In the event that a non-employee director is named Chairman or joins any committees of the Board of Directors during a fiscal year after the Grant Date, such director shall be granted a Retainer Award (the “Additional Retainer Award”), in relation to such additional roles and respective retainer amounts pro-rated for the remainder of such year. Such Additional Retainer Award shall be granted on the first trading day of the month after the individual is appointed to such roles. The Additional Retainer Award shall vest in equal amounts spread over the remaining quarterly vesting dates of the Retainer Awards for such calendar year subject to continued service as a non-employee director on the applicable vesting dates.
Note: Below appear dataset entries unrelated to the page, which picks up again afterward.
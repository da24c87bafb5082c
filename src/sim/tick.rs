//! Per-frame simulation step
//!
//! One call to [`tick`] advances the world by exactly one frame. The order of
//! the sub-steps is fixed:
//! 1. move bullets and drop the ones that left the screen
//! 2. resolve bullet hits against the enemy's shields
//! 3. apply the player's actions
//! 4. ship-ship collision (duel ruleset)
//! 5. move the player, then the enemy

use super::collision::{ShieldImpact, apply_bullet_hit, point_in_shield, ships_overlap};
use super::input::Action;
use super::state::{Bounds, Bullet, Ruleset, Ship, ShipId, SimEvent, World};
use crate::consts::*;
use crate::heading;

/// Spawn a bullet at the ship's nose. Returns false (and does nothing) at the cap.
pub fn fire_bullet(ship: &Ship, bullets: &mut Vec<Bullet>) -> bool {
    if bullets.len() >= MAX_BULLETS {
        return false;
    }
    bullets.push(Bullet {
        pos: ship.nose(),
        angle: ship.angle,
    });
    true
}

/// Advance every bullet along its heading, then drop those off screen
pub fn move_bullets(bullets: &mut Vec<Bullet>, bounds: Bounds) {
    for bullet in bullets.iter_mut() {
        bullet.pos += heading(bullet.angle) * BULLET_VELOCITY;
    }
    bullets.retain(|bullet| bounds.contains(bullet.pos));
}

/// Remove bullets that struck a target's shields, damaging that target.
///
/// Each bullet is tested against `targets` in order and hits the first live
/// ship whose shield circle contains it, so on an exact tie the earlier target
/// takes the hit. Returns `(target index, impact)` for every hit.
pub fn remove_hit_bullets(
    bullets: &mut Vec<Bullet>,
    targets: &mut [&mut Ship],
    bullet_length: f32,
) -> Vec<(usize, ShieldImpact)> {
    let mut hits = Vec::new();
    bullets.retain(|bullet| {
        let Some(index) = targets
            .iter()
            .position(|ship| point_in_shield(bullet.pos, ship))
        else {
            return true;
        };
        let impact = apply_bullet_hit(&mut *targets[index], bullet_length);
        hits.push((index, impact));
        false
    });
    hits
}

/// Apply velocity, then wrap once per axis.
///
/// A ship overshooting by more than a full screen in one frame stays off
/// screen until later frames bring it back.
pub fn move_ship(ship: &mut Ship, bounds: Bounds) {
    ship.pos += ship.vel;

    if ship.pos.x < 0.0 {
        ship.pos.x += bounds.width;
    } else if ship.pos.x > bounds.width {
        ship.pos.x -= bounds.width;
    }
    if ship.pos.y < 0.0 {
        ship.pos.y += bounds.height;
    } else if ship.pos.y > bounds.height {
        ship.pos.y -= bounds.height;
    }
}

/// Apply this frame's actions to a ship, in the order given
pub fn apply_actions(
    actions: &[Action],
    ship: &mut Ship,
    bullets: &mut Vec<Bullet>,
    ruleset: &Ruleset,
) -> Vec<SimEvent> {
    let mut events = Vec::new();
    for action in actions {
        match action {
            Action::Thrust => {
                ship.vel += heading(ship.angle) * THRUST_VELOCITY;
            }
            Action::Brake => {
                if ruleset.brake_enabled {
                    ship.vel = glam::Vec2::ZERO;
                }
            }
            Action::RotateLeft => ship.angle -= ANGULAR_VELOCITY,
            Action::RotateRight => ship.angle += ANGULAR_VELOCITY,
            Action::Fire => {
                if fire_bullet(ship, bullets) {
                    events.push(SimEvent::BulletFired {
                        ship: ShipId::Player,
                    });
                }
                // Firing always stops the ship, even at the bullet cap
                ship.vel = glam::Vec2::ZERO;
            }
        }
    }
    events
}

/// Bounce two ships apart if their shields touch.
///
/// Velocities are scaled asymmetrically and both ships take an extra move
/// with the new velocities in the same frame. Returns whether they collided.
pub fn collision_detection(a: &mut Ship, b: &mut Ship, bounds: Bounds) -> bool {
    if !ships_overlap(a, b) {
        return false;
    }

    a.vel.x *= BOUNCE_FIRST.0;
    a.vel.y *= BOUNCE_FIRST.1;
    b.vel.x *= BOUNCE_SECOND.0;
    b.vel.y *= BOUNCE_SECOND.1;

    move_ship(a, bounds);
    move_ship(b, bounds);
    true
}

/// Advance the world by one frame
pub fn tick(world: &mut World, actions: &[Action], bounds: Bounds) {
    let mut events = Vec::new();
    world.frame += 1;

    move_bullets(&mut world.bullets, bounds);

    // Only the enemy is a bullet target; bullets spawn inside the player's shields
    let hits = remove_hit_bullets(
        &mut world.bullets,
        &mut [&mut world.enemy],
        world.ruleset.bullet_length,
    );
    for (_, impact) in hits {
        match impact {
            ShieldImpact::Absorbed { shields } => {
                log::debug!("Enemy shields down to {}", shields);
                events.push(SimEvent::ShieldHit {
                    ship: ShipId::Enemy,
                    shields,
                });
            }
            ShieldImpact::Destroyed => {
                log::debug!("Enemy destroyed on frame {}", world.frame);
                events.push(SimEvent::ShipDestroyed { ship: ShipId::Enemy });
            }
        }
    }

    events.extend(apply_actions(
        actions,
        &mut world.player,
        &mut world.bullets,
        &world.ruleset,
    ));

    if world.ruleset.ship_collisions
        && collision_detection(&mut world.player, &mut world.enemy, bounds)
    {
        log::debug!("Ships collided on frame {}", world.frame);
        events.push(SimEvent::ShipsCollided);
    }

    move_ship(&mut world.player, bounds);
    move_ship(&mut world.enemy, bounds);

    world.events = events;
}


#[cfg(test)]
mod proptests {
    use super::*;
    use glam::Vec2;
    use proptest::prelude::*;

    fn bullet_strategy() -> impl Strategy<Value = Bullet> {
        (-100.0f32..900.0, -100.0f32..700.0, -720.0f32..720.0).prop_map(|(x, y, angle)| Bullet {
            pos: Vec2::new(x, y),
            angle,
        })
    }

    proptest! {
        #[test]
        fn prop_moved_bullets_stay_on_screen(
            mut bullets in prop::collection::vec(bullet_strategy(), 0..=MAX_BULLETS),
            width in 1.0f32..1600.0,
            height in 1.0f32..1200.0,
        ) {
            let bounds = Bounds::new(width, height);
            move_bullets(&mut bullets, bounds);
            for bullet in &bullets {
                prop_assert!(bounds.contains(bullet.pos));
            }
        }

        #[test]
        fn prop_shields_never_negative(
            shields in 0.0f32..60.0,
            offsets in prop::collection::vec((-60.0f32..60.0, -60.0f32..60.0), 0..40),
            duel in any::<bool>(),
        ) {
            let rules = if duel { Ruleset::duel() } else { Ruleset::classic() };
            let mut ship = Ship::new(Vec2::new(400.0, 300.0), 0.0).with_shields(shields);
            for (dx, dy) in offsets {
                let mut bullets = vec![Bullet { pos: Vec2::new(400.0 + dx, 300.0 + dy), angle: 0.0 }];
                remove_hit_bullets(&mut bullets, &mut [&mut ship], rules.bullet_length);
                prop_assert!(ship.shields >= 0.0);
            }
        }

        #[test]
        fn prop_fire_never_exceeds_cap(existing in 0usize..=MAX_BULLETS, shots in 0usize..20) {
            let ship = Ship::new(Vec2::new(400.0, 300.0), 0.0);
            let mut bullets = vec![Bullet { pos: Vec2::ZERO, angle: 0.0 }; existing];
            for _ in 0..shots {
                fire_bullet(&ship, &mut bullets);
            }
            prop_assert_eq!(bullets.len(), (existing + shots).min(MAX_BULLETS));
        }
    }
}
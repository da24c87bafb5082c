//! Game settings and preferences
//!
//! Persisted in LocalStorage. Game state itself is never saved.

use serde::{Deserialize, Serialize};

use crate::consts::NUM_STARS;
use crate::sim::{Ruleset, RulesetKind};

/// Game settings/preferences
#[derive(Debug, Clone, PartialEq, Serialize, Deserialize)]
#[serde(default)]
pub struct Settings {
    /// Which variant of the rules to play
    pub ruleset: RulesetKind,
    /// Shields and bullet count overlay
    pub show_stats: bool,
    /// Fade the title image in and out at startup
    pub show_title: bool,
    /// Background stars
    pub star_count: usize,
}

impl Default for Settings {
    fn default() -> Self {
        Self {
            ruleset: RulesetKind::Classic,
            show_stats: true,
            show_title: true,
            star_count: NUM_STARS,
        }
    }
}

impl Settings {
    /// Rule parameters for the selected variant
    pub fn ruleset(&self) -> Ruleset {
        Ruleset::from(self.ruleset)
    }

    /// Apply overrides from a URL query string such as `?rules=duel&stats=off`.
    ///
    /// Unknown keys and values are ignored.
    pub fn apply_query(&mut self, query: &str) {
        for pair in query.trim_start_matches('?').split('&') {
            let Some((key, value)) = pair.split_once('=') else {
                continue;
            };
            match key {
                "rules" => {
                    if let Some(kind) = RulesetKind::from_str(value) {
                        self.ruleset = kind;
                    }
                }
                "stats" => {
                    if let Some(on) = parse_switch(value) {
                        self.show_stats = on;
                    }
                }
                "title" => {
                    if let Some(on) = parse_switch(value) {
                        self.show_title = on;
                    }
                }
                "stars" => {
                    if let Ok(count) = value.parse() {
                        self.star_count = count;
                    }
                }
                _ => {}
            }
        }
    }

    /// Decode a stored settings blob; fields missing from older blobs take defaults
    pub fn from_json(json: &str) -> Option<Self> {
        match serde_json::from_str(json) {
            Ok(settings) => Some(settings),
            Err(e) => {
                log::warn!("Ignoring unreadable settings: {}", e);
                None
            }
        }
    }

    pub fn to_json(&self) -> Option<String> {
        match serde_json::to_string(self) {
            Ok(json) => Some(json),
            Err(e) => {
                log::warn!("Could not encode settings: {}", e);
                None
            }
        }
    }

    /// LocalStorage key
    #[cfg(target_arch = "wasm32")]
    const STORAGE_KEY: &'static str = "space_ping_settings";

    /// Load settings from LocalStorage (WASM only)
    #[cfg(target_arch = "wasm32")]
    pub fn load() -> Self {
        let storage = web_sys::window()
            .and_then(|w| w.local_storage().ok())
            .flatten();

        if let Some(storage) = storage {
            if let Ok(Some(json)) = storage.get_item(Self::STORAGE_KEY) {
                if let Some(settings) = Self::from_json(&json) {
                    log::info!("Loaded settings from LocalStorage");
                    return settings;
                }
            }
        }

        log::info!("Using default settings");
        Self::default()
    }

    /// Save settings to LocalStorage (WASM only)
    #[cfg(target_arch = "wasm32")]
    pub fn save(&self) {
        let storage = web_sys::window()
            .and_then(|w| w.local_storage().ok())
            .flatten();

        if let (Some(storage), Some(json)) = (storage, self.to_json()) {
            match storage.set_item(Self::STORAGE_KEY, &json) {
                Ok(()) => log::info!("Settings saved"),
                Err(e) => log::warn!("Could not save settings: {:?}", e),
            }
        }
    }

    /// Native stubs
    #[cfg(not(target_arch = "wasm32"))]
    pub fn load() -> Self {
        Self::default()
    }

    #[cfg(not(target_arch = "wasm32"))]
    pub fn save(&self) {
        // No-op for native
    }
}

fn parse_switch(value: &str) -> Option<bool> {
    match value.to_lowercase().as_str() {
        "on" | "true" | "1" | "yes" => Some(true),
        "off" | "false" | "0" | "no" => Some(false),
        _ => None,
    }
}
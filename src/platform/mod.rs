//! Platform abstraction layer
//!
//! Host callbacks (key presses, window resize, focus loss) arrive whenever the
//! browser fires them. They are pushed onto an [`EventQueue`] and only applied
//! at the start of the next frame, so a step always sees one consistent input
//! snapshot.

use std::cell::RefCell;
use std::collections::VecDeque;
use std::rc::Rc;

use crate::sim::{Action, Bounds, Controls, Key};

/// A raw host event
#[derive(Debug, Clone, Copy, PartialEq)]
pub enum InputEvent {
    KeyDown(Key),
    KeyUp(Key),
    Resize { width: f32, height: f32 },
    /// Window lost focus; key-up events will never arrive
    Blur,
}

/// Shared single-consumer event queue.
///
/// Cloning shares the same queue, so each host callback can own a handle.
#[derive(Debug, Clone, Default)]
pub struct EventQueue {
    events: Rc<RefCell<VecDeque<InputEvent>>>,
}

impl EventQueue {
    pub fn new() -> Self {
        Self::default()
    }

    pub fn push(&self, event: InputEvent) {
        self.events.borrow_mut().push_back(event);
    }

    /// Take every pending event, oldest first
    pub fn drain(&self) -> Vec<InputEvent> {
        self.events.borrow_mut().drain(..).collect()
    }
}

/// Input state owned by the frame loop
#[derive(Debug, Clone)]
pub struct FrameInput {
    pub controls: Controls,
    pub bounds: Bounds,
}

impl FrameInput {
    pub fn new(bounds: Bounds) -> Self {
        Self {
            controls: Controls::new(),
            bounds,
        }
    }

    pub fn apply(&mut self, event: InputEvent) {
        match event {
            InputEvent::KeyDown(key) => self.controls.key_down(key),
            InputEvent::KeyUp(key) => self.controls.key_up(key),
            InputEvent::Resize { width, height } => {
                log::debug!("Viewport resized to {}x{}", width, height);
                self.bounds = Bounds::new(width, height);
            }
            InputEvent::Blur => self.controls.release_all(),
        }
    }

    /// Apply everything queued since the last frame and return this frame's actions
    pub fn begin_frame(&mut self, queue: &EventQueue) -> Vec<Action> {
        for event in queue.drain() {
            self.apply(event);
        }
        self.controls.frame_actions()
    }
}

#[cfg(test)]
mod tests {
    use super::*;

    #[test]
    fn test_queue_shared_between_clones() {
        let queue = EventQueue::new();
        let handle = queue.clone();
        handle.push(InputEvent::KeyDown(Key::Up));
        handle.push(InputEvent::KeyUp(Key::Up));
        assert_eq!(
            queue.drain(),
            vec![InputEvent::KeyDown(Key::Up), InputEvent::KeyUp(Key::Up)]
        );
        assert!(handle.drain().is_empty());
    }

    #[test]
    fn test_held_thrust_key_fires_once_across_frames() {
        let queue = EventQueue::new();
        let mut input = FrameInput::new(Bounds::new(800.0, 600.0));
        queue.push(InputEvent::KeyDown(Key::Up));
        assert_eq!(input.begin_frame(&queue), vec![Action::Thrust]);
        assert!(input.begin_frame(&queue).is_empty());
        queue.push(InputEvent::KeyUp(Key::Up));
        assert!(input.begin_frame(&queue).is_empty());
    }

    #[test]
    fn test_resize_updates_bounds() {
        let queue = EventQueue::new();
        let mut input = FrameInput::new(Bounds::new(800.0, 600.0));
        queue.push(InputEvent::Resize {
            width: 1024.0,
            height: 768.0,
        });
        input.begin_frame(&queue);
        assert_eq!(input.bounds, Bounds::new(1024.0, 768.0));
    }

    #[test]
    fn test_blur_releases_held_keys() {
        let queue = EventQueue::new();
        let mut input = FrameInput::new(Bounds::new(800.0, 600.0));
        queue.push(InputEvent::KeyDown(Key::Left));
        assert_eq!(input.begin_frame(&queue), vec![Action::RotateLeft]);
        queue.push(InputEvent::Blur);
        assert!(input.begin_frame(&queue).is_empty());
    }
}
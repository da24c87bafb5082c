//! 2D rendering
//!
//! Drawing goes through the [`RenderSurface`] trait so the frame layout can be
//! exercised without a browser. The HTML canvas backend lives in `canvas`.

#[cfg(target_arch = "wasm32")]
pub mod canvas;
pub mod shapes;

#[cfg(target_arch = "wasm32")]
pub use canvas::CanvasSurface;

use glam::Vec2;

use crate::consts::{MAX_BULLETS, TITLE_END_MS, TITLE_START_MS};
use crate::sim::{Bounds, Ship, World};

/// Minimal drawing API the game needs from a 2D raster surface
pub trait RenderSurface {
    /// Fill the whole surface with one color
    fn clear(&mut self, size: Bounds, color: &str);
    fn fill_circle(&mut self, center: Vec2, radius: f32, color: &str);
    fn stroke_circle(&mut self, center: Vec2, radius: f32, color: &str, line_width: f32);
    /// Closed outline, optionally filled
    fn polygon(&mut self, points: &[Vec2], stroke: &str, fill: Option<&str>, line_width: f32);
    fn line(&mut self, from: Vec2, to: Vec2, color: &str, line_width: f32);
    /// Disc filled with a gradient from `inner` color at `inner_radius` to
    /// `outer` color at `outer_radius`
    fn radial_gradient(
        &mut self,
        center: Vec2,
        inner_radius: f32,
        outer_radius: f32,
        inner: &str,
        outer: &str,
    );
    fn text(&mut self, text: &str, pos: Vec2, color: &str);
    /// Title image centered horizontally, a sixth of the way down.
    /// Surfaces without a loaded image draw nothing.
    fn title_image(&mut self, size: Bounds, alpha: f64);
}

/// What to draw besides the playfield
#[derive(Debug, Clone, Copy)]
pub struct DrawOptions {
    pub show_stats: bool,
    pub show_title: bool,
}

impl Default for DrawOptions {
    fn default() -> Self {
        Self {
            show_stats: true,
            show_title: true,
        }
    }
}

/// Title image opacity at `tick` for a fade window of `[start, end]`.
///
/// The window splits into thirds: fade in, hold, fade out. `None` outside the
/// window.
pub fn title_alpha(tick: f64, start: f64, end: f64) -> Option<f64> {
    if tick < start || tick > end {
        return None;
    }

    let offset = tick - start;
    let duration = end - start;
    let third = (duration / 3.0).trunc();
    let fade_out_offset = duration - third;

    let alpha = if offset < third {
        offset / third
    } else if offset <= fade_out_offset {
        1.0
    } else {
        (third - (offset - fade_out_offset)) / third
    };
    Some(alpha)
}

/// Stats overlay text, one entry per line
pub fn stats_lines(world: &World) -> Vec<String> {
    let shields = |ship: &Ship| {
        if ship.is_dead() {
            "destroyed".to_string()
        } else {
            format!("{:.0}", ship.shields)
        }
    };
    vec![
        format!("Rules: {}", world.ruleset.kind.as_str()),
        format!("Shields: {}", shields(&world.player)),
        format!("Enemy shields: {}", shields(&world.enemy)),
        format!("Bullets: {}/{}", world.bullets.len(), MAX_BULLETS),
    ]
}

fn draw_ship<S: RenderSurface + ?Sized>(surface: &mut S, ship: &Ship) {
    if ship.is_dead() {
        return;
    }

    surface.polygon(&shapes::ship_hull(ship), "lightgreen", Some("darkgreen"), 2.0);

    surface.radial_gradient(
        ship.pos,
        ship.shields * 0.6,
        ship.shields,
        "rgba(173, 216, 230, 0)",
        "rgba(173, 216, 230, 0.25)",
    );
    surface.stroke_circle(ship.pos, ship.shields, "lightblue", 3.0);
}

/// Draw one frame: background, stars, ships, bullets, stats, title
pub fn draw_frame<S: RenderSurface + ?Sized>(
    surface: &mut S,
    world: &World,
    size: Bounds,
    time_ms: f64,
    options: DrawOptions,
) {
    surface.clear(size, "black");

    for star in &world.stars {
        surface.fill_circle(
            Vec2::new(star.x as f32, star.y as f32),
            shapes::star_radius(star),
            &shapes::star_color(star),
        );
    }

    draw_ship(surface, &world.player);
    draw_ship(surface, &world.enemy);

    for bullet in &world.bullets {
        let (from, to) = shapes::bullet_segment(bullet, world.ruleset.bullet_length);
        surface.line(from, to, "yellow", 2.0);
    }

    if options.show_stats {
        for (i, line) in stats_lines(world).iter().enumerate() {
            surface.text(line, Vec2::new(10.0, 20.0 + i as f32 * 16.0), "white");
        }
    }

    if options.show_title {
        if let Some(alpha) = title_alpha(time_ms, TITLE_START_MS, TITLE_END_MS) {
            surface.title_image(size, alpha);
        }
    }
}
The number of shares of common stock subject to an Additional Retainer Award is equal to the amount of cash that would have been received had the retainers all been paid in cash, divided by the average daily closing market price of the common stock for the calendar month that is two months prior to the month the director was appointed to the additional roles, rounded to the nearest 100 shares (i.e., the month of June if the director was appointed to the additional roles on August 15).

 

In the event a director’s service (including as a Board member, or their role as Chairman, Committee Chairman, Committee member) ends during a particular quarter, the vesting date for such quarter in relation to the portion of the award attributable to such roles that are ending, shall be the last day of the director’s term in the respective role such that the full quarterly amount attributable to such roles shall vest on that earlier vesting date.

 

Annual Equity Award

 

Each non-employee director will also be entitled to receive an equity award having an aggregate cash value of $80,640, rounded to the nearest 100 shares, vesting fully on the earlier to occur of (i) the date of the Corporation’s next Annual Meeting of Stockholders after the grant date, immediately prior to the commencement of such meeting, and (ii) one year from the date of grant and granted on the fifth business day following the Corporation’s Annual Meeting of Stockholders, with such award to be evidenced by a grant of deferred stock awards of restricted stock units.  

 

Expenses

 

In addition, non-employee directors shall be reimbursed for their expenses incurred in connection with attending Board and Committee meetings.